Seap propõe extinção de 158 cargos para compensar reajuste de RAS

Apesar de relatório do Conselho de Supervisão informar que funções são de inspetores penitenciários, governo explicou que, na verdade, utilizará vacâncias — não necessariamente na Administração Penitenciária

Por PALOMA SAVEDRA

Atualização cadastral foi exigida aos cerca de 400 mil funcionários da ativa, inativos e pensionistas
Atualização cadastral foi exigida aos cerca de 400 mil funcionários da ativa, inativos e pensionistas -
No relatório de acompanhamento do Regime de Recuperação Fiscal do Rio, divulgado nesta segunda-feira, o Conselho de Supervisão sinalizou que está perto de sair do papel o reajuste do RAS dos inspetores da Secretaria de Administração Penitenciária (Seap). Para que o aumento prometido pelo governador Wilson Witzel à categoria seja possível, a pasta também deve comprovar compensação financeira.
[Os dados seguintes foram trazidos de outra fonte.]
//! Classic indicator engine: RSI, ATR, MACD, Bollinger bands and
//! per-window close metrics.

use crate::engine::{FeatureEngine, FeatureWriter, WarmupTracker};
use crate::numeric::{pct_change, safe_div};
use crate::ring::RingBuffer;
use crate::rolling::{RollingStats, RollingSum};
use crate::smoothing::{Atr, Macd, MacdValue, Rsi};
use crate::volatility::RollingVolatility;
use spikefeat_core::config::IndicatorConfig;
use spikefeat_core::{Bar, DerivedBar, FeatureMap, Result};

const PREFIX: &str = "ind_";

/// Rolling state for one configured metric window.
#[derive(Debug, Clone)]
struct WindowMetrics {
    window: usize,
    /// Log-return volatility.
    returns: RollingVolatility,
    /// 1 for an up close, 0 otherwise.
    up_closes: RollingSum,
    /// Closes for the past-only z-score.
    closes: RollingStats,
}

impl WindowMetrics {
    fn new(window: usize) -> Result<Self> {
        Ok(Self {
            window,
            returns: RollingVolatility::new(window)?,
            up_closes: RollingSum::new(window),
            closes: RollingStats::new(window)?,
        })
    }

    fn clear(&mut self) {
        self.returns.clear();
        self.up_closes.clear();
        self.closes.clear();
    }
}

/// RSI / ATR / MACD / Bollinger engine.
#[derive(Debug, Clone)]
pub struct IndicatorEngine {
    config: IndicatorConfig,
    rsi: Rsi,
    atr: Atr,
    macd: Macd,
    last_macd: Option<MacdValue>,
    bollinger: RollingStats,
    windows: Vec<WindowMetrics>,
    /// Closes retained for rate of change and momentum.
    closes: RingBuffer<f64>,
    tracker: WarmupTracker,
    features: FeatureMap,
}

impl IndicatorEngine {
    pub fn new(config: &IndicatorConfig) -> Result<Self> {
        config.validate()?;
        let windows = config
            .windows
            .iter()
            .map(|&w| WindowMetrics::new(w))
            .collect::<Result<Vec<_>>>()?;
        let max_window = config.windows.iter().copied().max().unwrap_or(1);
        let macd = Macd::new(config.macd_fast, config.macd_slow, config.macd_signal);

        let warmup = [
            config.rsi_period + 1,
            config.atr_period,
            macd.warmup(),
            config.bb_period,
            max_window + 1,
        ]
        .into_iter()
        .max()
        .unwrap_or(1);

        Ok(Self {
            rsi: Rsi::new(config.rsi_period),
            atr: Atr::new(config.atr_period),
            macd,
            last_macd: None,
            bollinger: RollingStats::new(config.bb_period)?,
            windows,
            closes: RingBuffer::new(max_window + 1),
            tracker: WarmupTracker::new(warmup),
            features: FeatureMap::new(),
            config: config.clone(),
        })
    }

    fn compute(&mut self, bar: &Bar) -> FeatureMap {
        let close = bar.close();
        let prev_close = self.closes.newest();
        self.closes.push(close);

        let rsi = self.rsi.update(close);
        let atr = self.atr.update(bar.high(), bar.low(), close).unwrap_or(0.0);
        if let Some(value) = self.macd.update(close) {
            self.last_macd = Some(value);
        }
        self.bollinger.add(close);

        let mut out = FeatureWriter::new(PREFIX);
        out.put("rsi", rsi);
        out.put("atr", atr);
        out.put("atr_pct", safe_div(atr, close, 0.0) * 100.0);

        let macd = self.last_macd.unwrap_or_default();
        out.put("macd", macd.macd);
        out.put("macd_signal", macd.signal);
        out.put("macd_hist", macd.histogram);

        if self.bollinger.is_ready() {
            let mid = self.bollinger.mean();
            let band = self.config.bb_k * self.bollinger.stddev();
            let (upper, lower) = (mid + band, mid - band);
            out.put("bb_mid", mid);
            out.put("bb_upper", upper);
            out.put("bb_lower", lower);
            out.put("bb_width", safe_div(upper - lower, mid, 0.0));
            out.put("bb_pctb", safe_div(close - lower, upper - lower, 0.5));
        } else {
            out.put("bb_mid", 0.0);
            out.put("bb_upper", 0.0);
            out.put("bb_lower", 0.0);
            out.put("bb_width", 0.0);
            out.put("bb_pctb", 0.5);
        }

        for metrics in &mut self.windows {
            let w = metrics.window;
            // Past-only: score before the close joins its own window
            let z = if metrics.closes.is_ready() {
                metrics.closes.z_score(close)
            } else {
                0.0
            };
            metrics.closes.add(close);
            metrics.returns.add_price(close);
            if let Some(prev) = prev_close {
                metrics.up_closes.add(if close > prev { 1.0 } else { 0.0 });
            }

            let lagged = self.closes.back(w);
            out.put(
                &format!("roc_{w}"),
                lagged.map_or(0.0, |c| pct_change(c, close)),
            );
            out.put(&format!("mom_{w}"), lagged.map_or(0.0, |c| close - c));
            out.put(
                &format!("vol_{w}"),
                if metrics.returns.is_ready() {
                    metrics.returns.volatility().unwrap_or(0.0)
                } else {
                    0.0
                },
            );
            out.put(
                &format!("psi_{w}"),
                if metrics.up_closes.is_ready() {
                    metrics.up_closes.mean()
                } else {
                    0.0
                },
            );
            out.put(&format!("zscore_{w}"), z);
        }

        out.finish()
    }
}

impl FeatureEngine for IndicatorEngine {
    fn name(&self) -> &str {
        "indicators"
    }

    fn reset(&mut self) {
        self.rsi.reset();
        self.atr.reset();
        self.macd.reset();
        self.last_macd = None;
        self.bollinger.clear();
        for metrics in &mut self.windows {
            metrics.clear();
        }
        self.closes.clear();
        self.tracker.reset();
        self.features.clear();
    }

    fn update(&mut self, bar: &Bar, _derived: &DerivedBar) {
        self.features = self.compute(bar);
        self.tracker.tick("indicators");
    }

    fn features(&self) -> FeatureMap {
        self.features.clone()
    }

    fn warmup_bars(&self) -> usize {
        self.tracker.warmup()
    }

    fn bars_seen(&self) -> usize {
        self.tracker.seen()
    }
}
Os conselheiros acolheram sugestão apresentada pela Seap como forma de viabilizar esse aumento de gastos. O texto aponta que a proposta da pasta foi a extinção de 158 cargos de inspetores penitenciários.
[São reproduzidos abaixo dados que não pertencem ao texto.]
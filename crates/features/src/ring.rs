//! Fixed-capacity ring buffer.
//!
//! The single bounded-history abstraction used by every primitive and
//! engine. Pushing into a full buffer evicts (and returns) the oldest
//! element, so memory never depends on stream length.

/// Fixed-size circular buffer with random access from either end.
#[derive(Debug, Clone)]
pub struct RingBuffer<T: Copy> {
    buf: Vec<T>,
    capacity: usize,
    /// Index of the oldest element once the buffer has wrapped.
    head: usize,
}

impl<T: Copy> RingBuffer<T> {
    /// Create a new ring buffer. A capacity of zero is raised to one.
    pub fn new(capacity: usize) -> Self {
        let capacity = capacity.max(1);
        Self {
            buf: Vec::with_capacity(capacity),
            capacity,
            head: 0,
        }
    }

    /// Push an item, returning the evicted oldest item when full.
    pub fn push(&mut self, item: T) -> Option<T> {
        if self.buf.len() < self.capacity {
            self.buf.push(item);
            None
        } else {
            let evicted = std::mem::replace(&mut self.buf[self.head], item);
            self.head = (self.head + 1) % self.capacity;
            Some(evicted)
        }
    }

    /// Element `index` positions after the oldest (0 = oldest).
    pub fn get(&self, index: usize) -> Option<T> {
        if index >= self.buf.len() {
            return None;
        }
        Some(self.buf[(self.head + index) % self.capacity])
    }

    /// Element `offset` positions before the newest (0 = newest).
    pub fn back(&self, offset: usize) -> Option<T> {
        let len = self.buf.len();
        if offset >= len {
            return None;
        }
        self.get(len - 1 - offset)
    }

    #[inline]
    pub fn newest(&self) -> Option<T> {
        self.back(0)
    }

    #[inline]
    pub fn oldest(&self) -> Option<T> {
        self.get(0)
    }

    /// Iterate from oldest to newest.
    pub fn iter(&self) -> impl DoubleEndedIterator<Item = T> + ExactSizeIterator + '_ {
        (0..self.buf.len()).map(move |i| self.buf[(self.head + i) % self.capacity])
    }

    /// The newest `n` elements (fewer if not available), oldest first.
    pub fn tail(&self, n: usize) -> Vec<T> {
        let n = n.min(self.buf.len());
        self.iter().skip(self.buf.len() - n).collect()
    }

    /// Copy out every element, oldest first.
    pub fn to_vec(&self) -> Vec<T> {
        self.iter().collect()
    }

    #[inline]
    pub fn len(&self) -> usize {
        self.buf.len()
    }

    #[inline]
    pub fn is_empty(&self) -> bool {
        self.buf.is_empty()
    }

    #[inline]
    pub fn is_full(&self) -> bool {
        self.buf.len() == self.capacity
    }

    #[inline]
    pub fn capacity(&self) -> usize {
        self.capacity
    }

    /// Clear all items.
    pub fn clear(&mut self) {
        self.buf.clear();
        self.head = 0;
    }
}

#[cfg(test)]
mod tests {
    use super::*;

    #[test]
    fn test_ring_buffer_basic() {
        let mut buf = RingBuffer::new(3);
        assert!(buf.is_empty());
        assert_eq!(buf.push(1), None);
        assert_eq!(buf.push(2), None);
        assert_eq!(buf.push(3), None);
        assert!(buf.is_full());

        // Full: oldest is evicted
        assert_eq!(buf.push(4), Some(1));
        assert_eq!(buf.to_vec(), vec![2, 3, 4]);
        assert_eq!(buf.len(), 3);
    }

    #[test]
    fn test_offsets() {
        let mut buf = RingBuffer::new(4);
        for i in 0..10 {
            buf.push(i);
        }
        assert_eq!(buf.newest(), Some(9));
        assert_eq!(buf.oldest(), Some(6));
        assert_eq!(buf.back(1), Some(8));
        assert_eq!(buf.back(4), None);
        assert_eq!(buf.get(2), Some(8));
        assert_eq!(buf.tail(2), vec![8, 9]);
        assert_eq!(buf.tail(10), vec![6, 7, 8, 9]);
        assert_eq!(buf.iter().rev().next(), Some(9));
    }

    #[test]
    fn test_clear() {
        let mut buf = RingBuffer::new(2);
        buf.push(1.0);
        buf.push(2.0);
        buf.push(3.0);
        buf.clear();
        assert!(buf.is_empty());
        buf.push(5.0);
        assert_eq!(buf.to_vec(), vec![5.0]);
    }

    #[test]
    fn test_zero_capacity_raised() {
        let mut buf = RingBuffer::new(0);
        assert_eq!(buf.capacity(), 1);
        buf.push('a');
        assert_eq!(buf.push('b'), Some('a'));
    }
}
//! Rolling window accumulators.
//!
//! Aggregates are maintained by symmetric add/evict bookkeeping, never by
//! recomputation, so every update is O(1).
//!
//! Mean and variance use Welford updates (mean plus sum of squared
//! deviations). The raw `sum(x^2) - sum(x)^2 / n` form cancels to a spurious
//! non-zero deviation on flat windows of prices like 100.1.

use crate::numeric::{safe_div, EPS};
use crate::ring::RingBuffer;
use spikefeat_core::{Error, Result};

/// Fixed-capacity mean / variance accumulator.
///
/// Variance is the sample (n - 1) variance of the retained window. Values
/// at or below `EPS * max(1, mean^2)` are rounding noise and report as 0.
///
/// Ordering contract: for a leakage-free score of a new sample `x`, call
/// [`z_score`](Self::z_score) with `x` *before* calling [`add`](Self::add)
/// with the same `x`. Reversing the two calls lets the sample contaminate
/// its own statistic.
#[derive(Debug, Clone)]
pub struct RollingStats {
    values: RingBuffer<f64>,
    mean: f64,
    /// Sum of squared deviations from `mean`.
    m2: f64,
}

impl RollingStats {
    /// Create a new accumulator. Capacity must be at least 2.
    pub fn new(capacity: usize) -> Result<Self> {
        if capacity < 2 {
            return Err(Error::config(format!(
                "rolling variance window must be >= 2 (got {capacity})"
            )));
        }
        Ok(Self {
            values: RingBuffer::new(capacity),
            mean: 0.0,
            m2: 0.0,
        })
    }

    /// Push a sample, evicting the oldest when full. Returns the evicted sample.
    pub fn add(&mut self, x: f64) -> Option<f64> {
        let evicted = self.values.push(x);
        // `values` already holds x; n counts the window after the update
        let n = self.values.len() as f64;
        match evicted {
            Some(old) => {
                // Same count: drop `old` from n samples, then add x
                let mean_without = self.mean - (old - self.mean) / (n - 1.0);
                self.m2 -= (old - self.mean) * (old - mean_without);
                let delta = x - mean_without;
                self.mean = mean_without + delta / n;
                self.m2 += delta * (x - self.mean);
            }
            None => {
                let delta = x - self.mean;
                self.mean += delta / n;
                self.m2 += delta * (x - self.mean);
            }
        }
        self.m2 = self.m2.max(0.0);
        evicted
    }

    /// Mean of the retained window (0 when empty).
    pub fn mean(&self) -> f64 {
        if self.values.is_empty() {
            0.0
        } else {
            self.mean
        }
    }

    /// Sample variance of the retained window (0 with fewer than 2 samples).
    pub fn variance(&self) -> f64 {
        let n = self.values.len();
        if n < 2 {
            return 0.0;
        }
        let var = self.m2 / (n as f64 - 1.0);
        if var <= EPS * self.mean.powi(2).max(1.0) {
            0.0
        } else {
            var
        }
    }

    /// Sample standard deviation.
    pub fn stddev(&self) -> f64 {
        self.variance().sqrt()
    }

    /// Z-score of `x` against the retained window, excluding `x` itself.
    ///
    /// Returns 0 with fewer than two samples or a ~zero deviation.
    pub fn z_score(&self, x: f64) -> f64 {
        if self.values.len() < 2 {
            return 0.0;
        }
        let std = self.stddev();
        if std < EPS {
            return 0.0;
        }
        (x - self.mean()) / std
    }

    /// True once the window holds `capacity` samples.
    pub fn is_ready(&self) -> bool {
        self.values.is_full()
    }

    pub fn len(&self) -> usize {
        self.values.len()
    }

    pub fn is_empty(&self) -> bool {
        self.values.is_empty()
    }

    pub fn capacity(&self) -> usize {
        self.values.capacity()
    }

    /// Retained samples, oldest first.
    pub fn values(&self) -> &RingBuffer<f64> {
        &self.values
    }

    /// Clear all data.
    pub fn clear(&mut self) {
        self.values.clear();
        self.mean = 0.0;
        self.m2 = 0.0;
    }
}

/// Fixed-capacity running sum (capacity >= 1).
#[derive(Debug, Clone)]
pub struct RollingSum {
    values: RingBuffer<f64>,
    sum: f64,
}

impl RollingSum {
    pub fn new(capacity: usize) -> Self {
        Self {
            values: RingBuffer::new(capacity),
            sum: 0.0,
        }
    }

    pub fn add(&mut self, x: f64) -> Option<f64> {
        let evicted = self.values.push(x);
        if let Some(old) = evicted {
            self.sum -= old;
        }
        self.sum += x;
        evicted
    }

    pub fn sum(&self) -> f64 {
        self.sum
    }

    pub fn mean(&self) -> f64 {
        safe_div(self.sum, self.values.len() as f64, 0.0)
    }

    pub fn is_ready(&self) -> bool {
        self.values.is_full()
    }

    pub fn len(&self) -> usize {
        self.values.len()
    }

    pub fn is_empty(&self) -> bool {
        self.values.is_empty()
    }

    pub fn clear(&mut self) {
        self.values.clear();
        self.sum = 0.0;
    }
}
O grupo orientou, então, a secretaria "a comprovar a efetiva extinção dos cargos referidos na nota técnica já enviada pela pasta".
Segundo os técnicos do conselho, a extinção tem que se dar em caráter definitivo, "dado não ter sido viabilizada pela administração estadual, até o presente momento, a possibilidade de se bloquear a ocupação dos referidos cargos até o fim do regime".
A Coluna questionou o estado se essas funções já foram extintas, e se essa medida não vai prejudicar o funcionamento da pasta. Em nota, o Poder Executivo informou que, "para o governo, o importante é a vacância de cargos. Se não há na Seap, serão usados de outras secretarias".